Preeclampsia is a disease mainly occurs in pregnant ladies. This disease characterized by high blood pressure and it also damages the other organs of the body. This Preeclampsia disease usually starts after 20-25 weeks of pregnancy in a woman whose blood pressure is in normal stage. Even for simple complications in blood pressure may be a sign of Preeclampsia. Left untreated, preeclampsia can lead to serious — even fatal — complications for both you and your baby. If you have preeclampsia, the only cure is delivery of your baby. If you're diagnosed with preeclampsia too early in your pregnancy to deliver your baby, you and your doctor face a challenging task. Your baby needs more time to mature, but you need to avoid putting yourself or your baby at risk of serious complications.
Sometimes Preeclampsia may develop without any symptoms. High blood pressure may develop slowly, but more commonly it has a sudden onset. Monitoring your blood.
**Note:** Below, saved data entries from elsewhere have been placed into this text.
//! Mapping from fetched schemas to generation-ready records.
//!
//! [`SchemaMapper`] turns one portal's [`Schema`] list into a
//! [`CodeDefinition`]: interface names per object type, one [`Object`] per
//! schema with TypeScript property types, and the enums derived from
//! picklist properties. The mapping is pure and keeps the input order.

use std::collections::{BTreeMap, HashSet};

use serde::{Deserialize, Serialize};

use crate::hubspot::{Property as SchemaProperty, PropertyOption, Schema};
use crate::sanitize::{
    label_to_enum_name, prepend_underscore_to_enum, sanitize_label, schema_name_to_interface_name,
};

/// CRM property types that map to a different TypeScript type.
///
/// Types not listed here are emitted verbatim (`string`, `number`, ...).
pub const TYPE_CONVERSIONS: [(&str, &str); 6] = [
    ("date", "string"),
    ("datetime", "string"),
    ("bool", "boolean"),
    ("object_coordinates", "string"),
    ("json", "string"),
    ("phone_number", "string"),
];

const ENUMERATION: &str = "enumeration";

/// Returns the TypeScript type for a non-enumeration CRM property type.
///
/// ## Examples
///
/// ```
/// use hsgen_lib::model::convert_property_type;
///
/// assert_eq!(convert_property_type("datetime"), "string");
/// assert_eq!(convert_property_type("bool"), "boolean");
/// assert_eq!(convert_property_type("number"), "number");
/// ```
pub fn convert_property_type(kind: &str) -> &str {
    TYPE_CONVERSIONS
        .iter()
        .find(|(from, _)| *from == kind)
        .map(|(_, to)| *to)
        .unwrap_or(kind)
}

/// Per-object-type naming data.
#[derive(Debug, Clone, Default, PartialEq, Eq, Serialize, Deserialize)]
pub struct SchemaData {
    pub object_id: String,
    pub interface_name: String,
    pub description: String,
}

/// One member of a generated enum.
#[derive(Debug, Clone, PartialEq, Eq, Serialize, Deserialize)]
pub struct EnumMember {
    pub name: String,
    /// Wire value with `"` already escaped for a double-quoted string literal.
    pub value: String,
}

/// A TypeScript enum generated from a picklist property.
#[derive(Debug, Clone, PartialEq, Eq, Serialize, Deserialize)]
pub struct EnumDefinition {
    /// Full type name, ending in `Enum`.
    pub name: String,
    pub members: Vec<EnumMember>,
}

impl EnumDefinition {
    /// Builds the members from picklist options.
    ///
    /// Members whose sanitized names collide keep the first position and the
    /// last value.
    fn from_options(name: String, options: &[PropertyOption]) -> Self {
        let mut members: Vec<EnumMember> = Vec::with_capacity(options.len());

        for option in options {
            let mut label = sanitize_label(&option.label);
            if label.is_empty() {
                label = "_".to_string();
            }
            let member_name = prepend_underscore_to_enum(&label);
            let value = option.value.replace('"', "\\\"");

            match members.iter_mut().find(|m| m.name == member_name) {
                Some(existing) => existing.value = value,
                None => members.push(EnumMember {
                    name: member_name,
                    value,
                }),
            }
        }

        Self { name, members }
    }
}

/// A property of a generated interface.
#[derive(Debug, Clone, PartialEq, Eq, Serialize, Deserialize)]
pub struct Property {
    pub name: String,
    /// TypeScript type: a primitive or a generated enum name.
    pub ts_type: String,
    /// Property description, emitted as a doc comment when non-empty.
    pub comment: String,
}

/// A generated interface for one object type.
#[derive(Debug, Clone, PartialEq, Eq, Serialize, Deserialize)]
pub struct Object {
    /// Object type id (`0-3`, `2-1234`).
    pub id: String,
    /// Lowercase schema name; the key used in every lookup table.
    pub internal_name: String,
    pub interface_name: String,
    pub properties: Vec<Property>,
}

impl Object {
    pub fn property(&self, name: &str) -> Option<&Property> {
        self.properties.iter().find(|p| p.name == name)
    }
}

/// Everything the emitter needs to know about one portal's object types.
#[derive(Debug, Clone, Default, PartialEq, Eq, Serialize, Deserialize)]
pub struct CodeDefinition {
    /// Lowercase schema name -> naming data.
    pub object_name_to_type: BTreeMap<String, SchemaData>,
    pub enums: Vec<EnumDefinition>,
    pub objects: Vec<Object>,
    /// Interface name -> object type id.
    pub object_ids: BTreeMap<String, String>,
}

impl CodeDefinition {
    pub fn object(&self, internal_name: &str) -> Option<&Object> {
        self.objects.iter().find(|o| o.internal_name == internal_name)
    }

    pub fn enum_named(&self, name: &str) -> Option<&EnumDefinition> {
        self.enums.iter().find(|e| e.name == name)
    }
}

/// Converts schemas into a [`CodeDefinition`].
///
/// ## Examples
///
/// ```
/// use hsgen_lib::hubspot::Schema;
/// use hsgen_lib::model::SchemaMapper;
///
/// let schemas = vec![Schema {
///     name: "line_item".to_string(),
///     object_type_id: "0-8".to_string(),
///     ..Default::default()
/// }];
///
/// let code = SchemaMapper::new().interface_suffix("Props").map(&schemas);
/// assert_eq!(code.object_name_to_type["line_item"].interface_name, "LineItemProps");
/// ```
#[derive(Debug, Clone, Default)]
pub struct SchemaMapper {
    interface_suffix: String,
}

impl SchemaMapper {
    pub fn new() -> Self {
        Self::default()
    }

    /// Appends `suffix` to every generated interface name.
    pub fn interface_suffix(mut self, suffix: impl Into<String>) -> Self {
        self.interface_suffix = suffix.into();
        self
    }

    pub fn interface_name(&self, schema_name: &str) -> String {
        format!(
            "{}{}",
            schema_name_to_interface_name(schema_name),
            self.interface_suffix
        )
    }

    /// Maps every schema, in order.
    pub fn map(&self, schemas: &[Schema]) -> CodeDefinition {
        let mut code = CodeDefinition {
            object_name_to_type: self.map_schema_data(schemas),
            ..Default::default()
        };

        // Enum names are unique per portal; a later property deriving the
        // same name reuses the first enum even if its options differ.
        let mut created_enums: HashSet<String> = HashSet::new();

        for schema in schemas {
            let internal_name = schema.name.to_lowercase();
            let interface_name = code
                .object_name_to_type
                .get(&internal_name)
                .map(|data| data.interface_name.clone())
                .unwrap_or_else(|| self.interface_name(&schema.name));

            let properties = schema
                .properties
                .iter()
                .map(|prop| {
                    let ts_type =
                        map_property_type(prop, &interface_name, &mut created_enums, &mut code.enums);
                    Property {
                        name: prop.name.clone(),
                        ts_type,
                        comment: prop.description.clone(),
                    }
                })
                .collect();

            code.object_ids
                .insert(interface_name.clone(), schema.object_type_id.clone());
            code.objects.push(Object {
                id: schema.object_type_id.clone(),
                internal_name,
                interface_name,
                properties,
            });
        }

        code
    }

    fn map_schema_data(&self, schemas: &[Schema]) -> BTreeMap<String, SchemaData> {
        schemas
            .iter()
            .map(|schema| {
                (
                    schema.name.to_lowercase(),
                    SchemaData {
                        object_id: schema.object_type_id.clone(),
                        interface_name: self.interface_name(&schema.name),
                        description: schema.description.clone(),
                    },
                )
            })
            .collect()
    }
}

/// Resolves the TypeScript type of one property, creating its enum on first use.
fn map_property_type(
    prop: &SchemaProperty,
    interface_name: &str,
    created_enums: &mut HashSet<String>,
    enums: &mut Vec<EnumDefinition>,
) -> String {
    if prop.kind != ENUMERATION {
        return convert_property_type(&prop.kind).to_string();
    }

    if prop.options.is_empty() {
        return "string".to_string();
    }

    let enum_name = format!(
        "{}{}Enum",
        interface_name,
        label_to_enum_name(&prop.label)
    );

    if created_enums.insert(enum_name.clone()) {
        enums.push(EnumDefinition::from_options(enum_name.clone(), &prop.options));
    }

    enum_name
}
//! Shared definition across portals.
//!
//! Matching is by name only. An object, property, enum or association
//! survives when every portal has an entry with the same key; the surviving
//! entry is the first portal's version, even if later portals define it
//! differently.

use tracing::debug;

use crate::associations::AssociationTypes;
use crate::model::{CodeDefinition, Object};
use crate::portal::PortalModel;

/// Intersects the models of all portals.
///
/// No portals yields an empty model; a single portal is returned unchanged.
pub fn intersect(models: &[PortalModel]) -> PortalModel {
    let Some((first, rest)) = models.split_first() else {
        return PortalModel::default();
    };

    if rest.is_empty() {
        return first.clone();
    }

    let shared = PortalModel {
        code: intersect_code(&first.code, rest),
        association_types: intersect_associations(&first.association_types, rest),
    };

    debug!(
        portals = models.len(),
        objects = shared.code.objects.len(),
        enums = shared.code.enums.len(),
        associations = shared.association_types.len(),
        "Computed shared definition"
    );

    shared
}

fn intersect_code(first: &CodeDefinition, rest: &[PortalModel]) -> CodeDefinition {
    let objects = first
        .objects
        .iter()
        .filter_map(|object| intersect_object(object, rest))
        .collect();

    let enums = first
        .enums
        .iter()
        .filter(|e| rest.iter().all(|m| m.code.enum_named(&e.name).is_some()))
        .cloned()
        .collect();

    let object_name_to_type = first
        .object_name_to_type
        .iter()
        .filter(|(name, _)| {
            rest.iter()
                .all(|m| m.code.object_name_to_type.contains_key(*name))
        })
        .map(|(name, data)| (name.clone(), data.clone()))
        .collect();

    let object_ids = first
        .object_ids
        .iter()
        .filter(|(name, _)| rest.iter().all(|m| m.code.object_ids.contains_key(*name)))
        .map(|(name, id)| (name.clone(), id.clone()))
        .collect();

    CodeDefinition {
        object_name_to_type,
        enums,
        objects,
        object_ids,
    }
}

/// Keeps `object` when every other portal has it, trimmed to the common properties.
fn intersect_object(object: &Object, rest: &[PortalModel]) -> Option<Object> {
    let others: Vec<&Object> = rest
        .iter()
        .map(|m| m.code.object(&object.internal_name))
        .collect::<Option<_>>()?;

    let properties = object
        .properties
        .iter()
        .filter(|p| others.iter().all(|o| o.property(&p.name).is_some()))
        .cloned()
        .collect();

    Some(Object {
        properties,
        ..object.clone()
    })
}

fn intersect_associations(first: &AssociationTypes, rest: &[PortalModel]) -> AssociationTypes {
    let mut shared = AssociationTypes::new();

    // Only kept associations create levels, so pairs and from-objects left
    // without any association do not appear in the result.
    for (from, to, key, association) in first.entries() {
        if rest
            .iter()
            .all(|m| m.association_types.contains(from, to, key))
        {
            shared.insert_at(from, to, key, association.clone());
        }
    }

    shared
}

#[cfg(test)]
mod tests {
    use super::*;
    use crate::hubspot::{Association, Property, PropertyOption, Schema};
    use crate::model::SchemaMapper;

    fn prop(name: &str) -> Property {
        Property {
            name: name.to_string(),
            label: name.to_string(),
            kind: "string".to_string(),
            ..Default::default()
        }
    }

    fn picklist(name: &str, label: &str) -> Property {
        Property {
            name: name.to_string(),
            label: label.to_string(),
            kind: "enumeration".to_string(),
            options: vec![PropertyOption {
                label: "Open".to_string(),
                value: "open".to_string(),
                ..Default::default()
            }],
            ..Default::default()
        }
    }

    fn schema(name: &str, id: &str, properties: Vec<Property>) -> Schema {
        Schema {
            name: name.to_string(),
            object_type_id: id.to_string(),
            properties,
            ..Default::default()
        }
    }

    fn assoc(type_id: i64) -> Association {
        Association {
            type_id,
            category: "HUBSPOT_DEFINED".to_string(),
            ..Default::default()
        }
    }

    fn model(schemas: &[Schema], associations: AssociationTypes) -> PortalModel {
        PortalModel::from_schemas(&SchemaMapper::new(), schemas, associations)
    }

    fn portal_a() -> PortalModel {
        let mut associations = AssociationTypes::new();
        associations.insert("deal", "contact", assoc(3));
        associations.insert("contact", "deal", assoc(4));
        model(
            &[
                schema(
                    "deal",
                    "0-3",
                    vec![prop("amount"), prop("dealname"), picklist("stage", "Stage")],
                ),
                schema("contact", "0-1", vec![prop("email")]),
            ],
            associations,
        )
    }

    fn portal_b() -> PortalModel {
        let mut associations = AssociationTypes::new();
        associations.insert("deal", "ticket", assoc(27));
        associations.insert("deal", "contact", assoc(3));
        model(
            &[
                schema("ticket", "0-5", vec![prop("subject")]),
                schema(
                    "deal",
                    "0-3",
                    vec![prop("dealname"), prop("custom_score"), picklist("stage", "Stage")],
                ),
            ],
            associations,
        )
    }

    #[test]
    fn no_portals_is_empty() {
        assert_eq!(intersect(&[]), PortalModel::default());
    }

    #[test]
    fn single_portal_is_identity() {
        let a = portal_a();
        assert_eq!(intersect(std::slice::from_ref(&a)), a);
    }

    #[test]
    fn identical_portals_are_idempotent() {
        let a = portal_a();
        let shared = intersect(&[a.clone(), a.clone(), a.clone()]);
        assert_eq!(shared, a);
    }

    #[test]
    fn empty_association_levels_are_dropped() {
        let mut associations = AssociationTypes::new();
        associations.ensure_from("ticket");
        associations.insert("deal", "contact", assoc(3));
        let a = model(&[schema("deal", "0-3", vec![])], associations.clone());
        associations.insert("deal", "company", assoc(5));
        let b = model(&[schema("deal", "0-3", vec![])], associations);

        let shared = intersect(&[a, b]);

        assert!(!shared.association_types.has_from("ticket"));
        assert!(shared.association_types.pair("deal", "company").is_none());
        assert_eq!(
            serde_json::to_value(&shared.association_types).unwrap()["deal"]
                .as_object()
                .unwrap()
                .len(),
            1
        );
    }

    #[test]
    fn shared_objects_and_properties() {
        let shared = intersect(&[portal_a(), portal_b()]);

        let names: Vec<&str> = shared
            .code
            .objects
            .iter()
            .map(|o| o.internal_name.as_str())
            .collect();
        assert_eq!(names, ["deal"]);

        let props: Vec<&str> = shared.code.objects[0]
            .properties
            .iter()
            .map(|p| p.name.as_str())
            .collect();
        assert_eq!(props, ["dealname", "stage"]);

        assert_eq!(
            shared.code.object_name_to_type.keys().collect::<Vec<_>>(),
            ["deal"]
        );
        assert_eq!(shared.code.object_ids.keys().collect::<Vec<_>>(), ["Deal"]);
    }

    #[test]
    fn shared_enums_by_name() {
        let shared = intersect(&[portal_a(), portal_b()]);
        let enums: Vec<&str> = shared.code.enums.iter().map(|e| e.name.as_str()).collect();
        assert_eq!(enums, ["DealStageEnum"]);
    }

    #[test]
    fn shared_associations_by_full_path() {
        let shared = intersect(&[portal_a(), portal_b()]);

        assert!(shared.association_types.contains("deal", "contact", "deal_to_contact"));
        assert!(shared.association_types.pair("deal", "ticket").is_none());
        assert!(!shared.association_types.has_from("contact"));
        assert_eq!(shared.association_types.len(), 1);
    }

    #[test]
    fn first_portal_wins_on_divergent_types() {
        let a = model(&[schema("deal", "0-3", vec![prop("amount")])], AssociationTypes::new());
        let mut amount = prop("amount");
        amount.kind = "number".to_string();
        let b = model(&[schema("deal", "0-3", vec![amount])], AssociationTypes::new());

        let shared = intersect(&[a, b]);
        assert_eq!(shared.code.objects[0].properties[0].ts_type, "string");
    }

    #[test]
    fn shared_is_subset_of_every_portal() {
        let (a, b) = (portal_a(), portal_b());
        let shared = intersect(&[a.clone(), b.clone()]);

        for portal in [&a, &b] {
            for object in &shared.code.objects {
                let theirs = portal.code.object(&object.internal_name).unwrap();
                for p in &object.properties {
                    assert!(theirs.property(&p.name).is_some());
                }
            }
            for (from, to, key, _) in shared.association_types.entries() {
                assert!(portal.association_types.contains(from, to, key));
            }
        }
    }
}
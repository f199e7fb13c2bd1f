//! File writing for generated sources and snapshots.

use std::ffi::OsString;
use std::fs;
use std::path::{Path, PathBuf};

use crate::error::{HsgenError, Result};

fn temp_path_for(path: &Path) -> PathBuf {
    let mut name = path
        .file_name()
        .map(|n| n.to_os_string())
        .unwrap_or_else(|| OsString::from("output"));
    name.push(".tmp");
    path.with_file_name(name)
}

/// Writes content to a file atomically using temp file + rename.
///
/// Parent directories are created as needed and an existing file is
/// replaced unconditionally.
///
/// ## Errors
///
/// Returns [`HsgenError::Io`] if:
/// - Parent directories cannot be created
/// - The temp file cannot be written
/// - The rename operation fails
pub fn write_atomic(path: &Path, content: &str) -> Result<()> {
    if let Some(parent) = path.parent()
        && !parent.as_os_str().is_empty()
    {
        fs::create_dir_all(parent).map_err(|e| HsgenError::io(parent, e))?;
    }

    let temp_path = temp_path_for(path);
    fs::write(&temp_path, content).map_err(|e| HsgenError::io(&temp_path, e))?;
    fs::rename(&temp_path, path).map_err(|e| HsgenError::io(path, e))?;

    Ok(())
}
//! hsgen - typed TypeScript bindings for HubSpot CRM portals
//!
//! Fetches object schemas and association labels for one or more portals,
//! maps them into interfaces, picklist enums and lookup tables, and writes a
//! typed client on top of `@hubspot/api-client`.
//!
//! ## Pipeline
//!
//! 1. [`hubspot::HubspotClient`] lists custom schemas plus the built-in object
//!    types, then [`associations::fetch_association_types`] asks for the
//!    labels between every ordered pair of object types.
//! 2. [`model::SchemaMapper`] turns the schemas into a [`model::CodeDefinition`].
//! 3. With several portals, [`intersect::intersect`] keeps what all of them share.
//! 4. [`emit::Emitter`] renders and writes the TypeScript files.
//!
//! [`pipeline`] wires these together; [`cache`] lets a run reuse fetched data.

pub mod associations;
pub mod cache;
pub mod config;
pub mod emit;
pub mod error;
pub mod hubspot;
pub mod intersect;
pub mod model;
pub mod output;
pub mod pipeline;
pub mod portal;
pub mod sanitize;

pub use config::{GeneratorConfig, GeneratorOptions};
pub use emit::{Emitter, Snippets};
pub use error::{HsgenError, Result};
pub use pipeline::{generate_multi, generate_single, load_portal, load_portals};
pub use portal::{PortalConfig, PortalDefinition, PortalModel};
//! Generator configuration: the multi-portal config file and run options.

use std::path::{Path, PathBuf};
use std::time::Duration;

use serde::Deserialize;

use crate::emit::validate_portal_names;
use crate::error::{HsgenError, Result};
use crate::hubspot::DEFAULT_BASE_URL;
use crate::portal::PortalConfig;

/// Contents of the multi-portal JSON config file.
///
/// ```json
/// {
///   "outfolder": "src/generated",
///   "schemas": [
///     { "name": "production", "token": "pat-na1-..." },
///     { "name": "sandbox", "token": "pat-na1-..." }
///   ]
/// }
/// ```
///
/// `cache_dir`, `write_cache` and `interface_suffix` are optional. Unknown
/// keys are ignored.
#[derive(Debug, Clone, Deserialize)]
pub struct GeneratorConfig {
    pub outfolder: PathBuf,
    pub schemas: Vec<PortalConfig>,
    #[serde(default)]
    pub cache_dir: Option<PathBuf>,
    #[serde(default)]
    pub write_cache: bool,
    #[serde(default)]
    pub interface_suffix: Option<String>,
}

impl GeneratorConfig {
    /// Reads and validates a config file.
    pub fn from_path(path: &Path) -> Result<Self> {
        let contents = std::fs::read_to_string(path).map_err(|e| HsgenError::io(path, e))?;
        Self::from_json(&contents).map_err(|e| match e {
            HsgenError::Json { source, .. } => HsgenError::Json {
                context: path.display().to_string(),
                source,
            },
            other => other,
        })
    }

    /// Parses and validates config JSON.
    pub fn from_json(json: &str) -> Result<Self> {
        let config: Self = serde_json::from_str(json).map_err(|source| HsgenError::Json {
            context: "config".to_string(),
            source,
        })?;
        config.validate()?;
        Ok(config)
    }

    pub fn validate(&self) -> Result<()> {
        if self.outfolder.as_os_str().is_empty() {
            return Err(HsgenError::Config("`outfolder` must not be empty".to_string()));
        }
        if self.schemas.is_empty() {
            return Err(HsgenError::Config(
                "`schemas` must list at least one portal".to_string(),
            ));
        }
        if let Some(i) = self.schemas.iter().position(|p| p.name.trim().is_empty()) {
            return Err(HsgenError::Config(format!("schemas[{i}] has an empty name")));
        }
        validate_portal_names(self.schemas.iter().map(|p| p.name.as_str()))
    }

    /// Options from this file, layered under `overrides`.
    ///
    /// Values set on `overrides` win; unset ones fall back to the file.
    pub fn options(&self, overrides: GeneratorOptions) -> GeneratorOptions {
        let mut options = overrides;
        if options.cache_dir.is_none() {
            options.cache_dir = self.cache_dir.clone();
        }
        options.write_cache |= self.write_cache;
        if options.interface_suffix.is_empty()
            && let Some(suffix) = &self.interface_suffix
        {
            options.interface_suffix = suffix.clone();
        }
        options
    }
}

/// Settings shared by every portal in a run.
#[derive(Debug, Clone)]
pub struct GeneratorOptions {
    pub base_url: String,
    /// Snapshot directory; snapshots are read from here when set.
    pub cache_dir: Option<PathBuf>,
    /// Write a snapshot after every fresh fetch. Needs `cache_dir`.
    pub write_cache: bool,
    pub interface_suffix: String,
    /// Per-request timeout; unset leaves the transport defaults in place.
    pub timeout: Option<Duration>,
}

impl Default for GeneratorOptions {
    fn default() -> Self {
        Self {
            base_url: DEFAULT_BASE_URL.to_string(),
            cache_dir: None,
            write_cache: false,
            interface_suffix: String::new(),
            timeout: None,
        }
    }
}

impl GeneratorOptions {
    pub fn new() -> Self {
        Self::default()
    }

    pub fn base_url(mut self, base_url: impl Into<String>) -> Self {
        self.base_url = base_url.into();
        self
    }

    pub fn cache_dir(mut self, cache_dir: impl Into<PathBuf>) -> Self {
        self.cache_dir = Some(cache_dir.into());
        self
    }

    pub fn write_cache(mut self, write_cache: bool) -> Self {
        self.write_cache = write_cache;
        self
    }

    pub fn interface_suffix(mut self, suffix: impl Into<String>) -> Self {
        self.interface_suffix = suffix.into();
        self
    }

    pub fn timeout(mut self, timeout: Duration) -> Self {
        self.timeout = Some(timeout);
        self
    }
}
Treatment: The main cure for preeclampsia is only delivery. You're at increased risk of seizures, placental abruption, stroke and possibly severe bleeding until your blood pressure decreases. Of course, if it's too early in your pregnancy, delivery may not be the best thing for your baby. If you're diagnosed with preeclampsia, your doctor will let you know how often you'll need to come in for prenatal visits — likely more frequently than what's typically recommended for pregnancy. You'll also need more-frequent blood tests, ultrasounds and nonstress tests than would be expected in an uncomplicated pregnancy. Possible treatment for preeclampsia may include: Medications to lower blood pressure, Corticosteroids, Anticonvulsant medications
Statistics: In Germany, the analysis in a total of 212 obstetrician-gynaecologists (42.4%) responded to the Survey. A large number of physicians stated that Preeclampsia was associated with a higher risk for the development for hypertension (High Blood Pressure) (86.6%), stroke (78.5%) and kidney disease (78.0%). Of the participants 75.8% reported that women after Preeclampsia have a shorter life expectancy. Respondents with knowledge of the current guidelines of the German Association of Obstetrics and Gynaecology concerning follow up and risk management of PE (45.2%) were more often aware of the development of CVD and stroke and counselled patients on self -blood-pressure measurement, meaning and long-term-risks of Preeclampsia and attached importance to family history of Preeclampsia compared to physicians with no knowledge of the guidelines.